Le comptable de l'établissement public est un comptable public nommé par le préfet des Hauts-de-Seine.
 
Chapitre II
Dispositions relatives aux règles d'urbanisme applicables
dans le périmètre de l'opération d'intérêt national de La Défense
 
Article 10
La modernisation et le développement du quartier d'affaires de La Défense, dans le département des Hauts-de-Seine, présente un caractère d'intérêt national.
Un décret en Conseil d'État arrête les orientations générales du plan de modernisation et de développement prévu à l'alinéa précédent.

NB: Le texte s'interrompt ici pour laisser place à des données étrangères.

use anyhow::{Context, Result};
use clap::{Parser, Subcommand, ValueEnum};
use std::io::Read;
use std::path::PathBuf;
use std::process;

use quotawatch::config::Config;
use quotawatch::display::ReportDisplay;
use quotawatch::logging::init_logging;
use quotawatch::models::Snapshot;
use quotawatch::profiles::ProfileRegistry;
use quotawatch::query::{HistoryFormat, QueryEngine};
use quotawatch::range::{RangeToken, RetentionPeriod};
use quotawatch::storage::DocumentStore;
use quotawatch::store::SnapshotStore;
use quotawatch::summarizer::Summarizer;

#[derive(Parser)]
#[command(name = "quotawatch")]
#[command(about = "Local usage/quota tracker with rolling history, hourly compaction and forecasts")]
#[command(version)]
struct Cli {
    /// Output in JSON format
    #[arg(long, global = true)]
    json: bool,

    /// Profile to operate on (defaults to the active profile)
    #[arg(long, global = true)]
    profile: Option<String>,

    #[command(subcommand)]
    command: Commands,
}

#[derive(Clone, Copy, ValueEnum)]
enum FormatArg {
    /// Individual history points
    Raw,
    /// Aggregate totals for the range
    Summary,
}

impl From<FormatArg> for HistoryFormat {
    fn from(f: FormatArg) -> Self {
        match f {
            FormatArg::Raw => HistoryFormat::Raw,
            FormatArg::Summary => HistoryFormat::Summary,
        }
    }
}

#[derive(Subcommand)]
enum Commands {
    /// Show the latest collected snapshot
    Current,
    /// Show range-filtered history (raw points or summary totals)
    History {
        /// Range token: 1h, 6h, 12h, 24h, 7d, 30d
        #[arg(long, default_value = "24h")]
        range: String,
        /// Response format
        #[arg(long, value_enum, default_value_t = FormatArg::Raw)]
        format: FormatArg,
    },
    /// Show usage rates over a trailing window
    Rates {
        /// Window in hours
        #[arg(long, default_value_t = 1)]
        window: u32,
    },
    /// Forecast quota exhaustion from recent growth
    Predict {
        /// Window in hours (defaults to the configured prediction window)
        #[arg(long)]
        window: Option<u32>,
    },
    /// Show peak usage by hour of day and day of week
    Insights {
        /// Range token: 1h, 6h, 12h, 24h, 7d, 30d
        #[arg(long, default_value = "24h")]
        range: String,
    },
    /// Append one snapshot read as JSON from stdin (collector entry point)
    Record,
    /// Archive aged snapshots into hourly summaries and trim the raw log
    Cleanup {
        /// Retention period: 24h, 7d, 30d (defaults to the configured period)
        #[arg(long)]
        retention: Option<String>,
    },
    /// Manage account profiles
    Profile {
        #[command(subcommand)]
        command: ProfileCommands,
    },
    /// Manage configuration
    Config {
        #[command(subcommand)]
        command: ConfigCommands,
    },
}

#[derive(Subcommand)]
enum ConfigCommands {
    /// Write the effective configuration (file, env and defaults merged) to a
    /// TOML file for later editing
    Init {
        /// Destination path
        #[arg(long, default_value = "quotawatch.toml")]
        path: PathBuf,
    },
}

#[derive(Subcommand)]
enum ProfileCommands {
    /// Register a new profile
    Add {
        name: String,
        /// Auth token for the upstream metering API
        #[arg(long)]
        token: String,
        /// Base URL of the upstream metering API
        #[arg(long)]
        base_url: Option<String>,
    },
    /// Make a profile the active one
    Switch { name: String },
    /// List profiles
    List,
    /// Delete a profile and its collected data
    Remove { name: String },
}

fn main() -> Result<()> {
    let cli = Cli::parse();
    let json = cli.json;

    let config = match Config::load() {
        Ok(config) => config,
        Err(e) => return handle_error(e, json),
    };
    init_logging(&config.logging);

    match run(cli, &config) {
        Ok(()) => Ok(()),
        Err(e) => handle_error(e, json),
    }
}

fn run(cli: Cli, config: &Config) -> Result<()> {
    let docs = DocumentStore::new(&config.storage.data_dir);
    let registry = ProfileRegistry::new(docs.clone());
    let display = ReportDisplay::new(cli.json, config.output.json_pretty);
    let json = cli.json;

    // Profile and config subcommands manage the tool itself; everything else
    // operates on one resolved profile.
    if let Commands::Profile { command } = &cli.command {
        return run_profile_command(command, &registry, &display, json);
    }
    if let Commands::Config { command } = &cli.command {
        return run_config_command(command, config, json);
    }

    let profile = resolve_profile(cli.profile.as_deref(), &registry)?;
    let engine = QueryEngine::new(docs.clone());

    match cli.command {
        Commands::Current => {
            let snapshot = engine.current(&profile)?;
            display.display_current(&profile, &snapshot);
        }
        Commands::History { range, format } => {
            let range: RangeToken = range.parse()?;
            let response = engine.history(&profile, range, format.into())?;
            display.display_history(&profile, range.as_str(), &response);
        }
        Commands::Rates { window } => {
            let rates = engine.rates(&profile, window)?;
            display.display_rates(&profile, &rates);
        }
        Commands::Predict { window } => {
            let window = window.unwrap_or(config.prediction.window_hours);
            let prediction = engine.predict(&profile, window)?;
            display.display_prediction(&profile, &prediction);
        }
        Commands::Insights { range } => {
            let range: RangeToken = range.parse()?;
            let report = engine.insights(&profile, range)?;
            display.display_insights(&profile, &report);
        }
        Commands::Record => {
            let mut input = String::new();
            std::io::stdin()
                .read_to_string(&mut input)
                .context("Failed to read snapshot from stdin")?;
            let snapshot: Snapshot =
                serde_json::from_str(&input).context("Failed to parse snapshot from stdin")?;

            let store = SnapshotStore::new(docs, config.storage.clone());
            let doc = store.append(&profile, snapshot, config.retention.period)?;
            if json {
                println!(
                    "{}",
                    serde_json::json!({
                        "profile": profile,
                        "entries": doc.entries.len(),
                        "lastUpdated": doc.last_updated,
                    })
                );
            } else {
                println!("Recorded snapshot for '{}' ({} entries)", profile, doc.entries.len());
            }
        }
        Commands::Cleanup { retention } => {
            let retention: RetentionPeriod = match retention {
                Some(token) => token.parse()?,
                None => config.retention.period,
            };
            let summarizer = Summarizer::new(docs, config.storage.clone());
            let report = summarizer.archive(&profile, retention)?;
            display.display_cleanup(&profile, &report);
        }
        Commands::Profile { .. } | Commands::Config { .. } => unreachable!("handled above"),
    }

    Ok(())
}

fn run_config_command(command: &ConfigCommands, config: &Config, json: bool) -> Result<()> {
    match command {
        ConfigCommands::Init { path } => {
            config.save_to_file(path)?;
            if json {
                println!("{}", serde_json::json!({ "written": path }));
            } else {
                println!("Wrote configuration to {}", path.display());
            }
        }
    }
    Ok(())
}

fn run_profile_command(
    command: &ProfileCommands,
    registry: &ProfileRegistry,
    display: &ReportDisplay,
    json: bool,
) -> Result<()> {
    match command {
        ProfileCommands::Add { name, token, base_url } => {
            let profile = registry.create(name, token, base_url.clone())?;
            if json {
                println!("{}", serde_json::to_string_pretty(&profile)?);
            } else {
                println!("Created profile '{}'", profile.name);
            }
        }
        ProfileCommands::Switch { name } => {
            registry.switch(name)?;
            if json {
                println!("{}", serde_json::json!({ "active": name }));
            } else {
                println!("Switched to profile '{}'", name);
            }
        }
        ProfileCommands::List => {
            let listings = registry.list()?;
            display.display_profiles(&listings);
        }
        ProfileCommands::Remove { name } => {
            registry.delete(name)?;
            if json {
                println!("{}", serde_json::json!({ "deleted": name }));
            } else {
                println!("Deleted profile '{}' and its collected data", name);
            }
        }
    }
    Ok(())
}

/// Use the explicit `--profile` flag when given, otherwise the registry's
/// active profile. An explicit unknown name is rejected up front rather than
/// surfacing later as an empty-history error.
fn resolve_profile(flag: Option<&str>, registry: &ProfileRegistry) -> Result<String> {
    match flag {
        Some(name) => {
            let known = name == quotawatch::profiles::DEFAULT_PROFILE
                || registry.load()?.profiles.contains_key(name);
            if !known {
                return Err(quotawatch::QuotawatchError::UnknownProfile(name.to_string()).into());
            }
            Ok(name.to_string())
        }
        None => Ok(registry.active()?),
    }
}

fn handle_error(e: anyhow::Error, json: bool) -> Result<()> {
    if json {
        println!("{}", serde_json::json!({ "error": e.to_string() }));
    } else {
        eprintln!("Error: {:#}", e);
    }
    process::exit(1);
}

Les constructions, travaux, installations et aménagements nécessaires à la mise en oeuvre du plan de modernisation et de développement du quartier de La Défense peuvent être qualifiés par l'autorité administrative de projets d'intérêt général, au sens de l'article L. 121-9 du code de l'urbanisme, dans les conditions définies par le décret en Conseil d'État pris pour l'application de cet article.
 
Article 11
Pour permettre la mise en oeuvre du plan de modernisation et de développement prévu à l'article 10, un décret en Conseil d'État, pris sur le fondement de l'article L. 111-1 du code de l'urbanisme, précise les règles d'urbanisme applicables, jusqu'à l'approbation d'un plan local d'urbanisme, sur les parties du territoire du quartier de La Défense qui ne sont pas couvertes par un plan local d'urbanisme ou un document d'urbanisme en tenant lieu.
 
Article 12
Jusqu'au 1er janvier 2014, les dépendances du domaine public routier de l'État situées à l'intérieur du périmètre du quartier de La Défense et nécessaires à la mise en oeuvre du plan de modernisation et de développement prévu à l'article premier, sont apportées à titre gratuit à l'établissement public pour l'aménagement de la région dite de « La Défense », lorsqu'elles font l'objet d'un déclassement, à l'exception de celles qui ont vocation à être utilisées par un service de l'État, dont la liste et les affectataires sont fixés par un décret en Conseil d'État. L'apport est réalisé par l'acte administratif constatant le déclassement.
 
Article 13
Les pertes de recettes pour l'État résultant des articles ci-dessus sont compensées à due concurrence par la création d'une taxe additionnelle aux droits prévus aux articles 575 et 575 A du code général des impôts.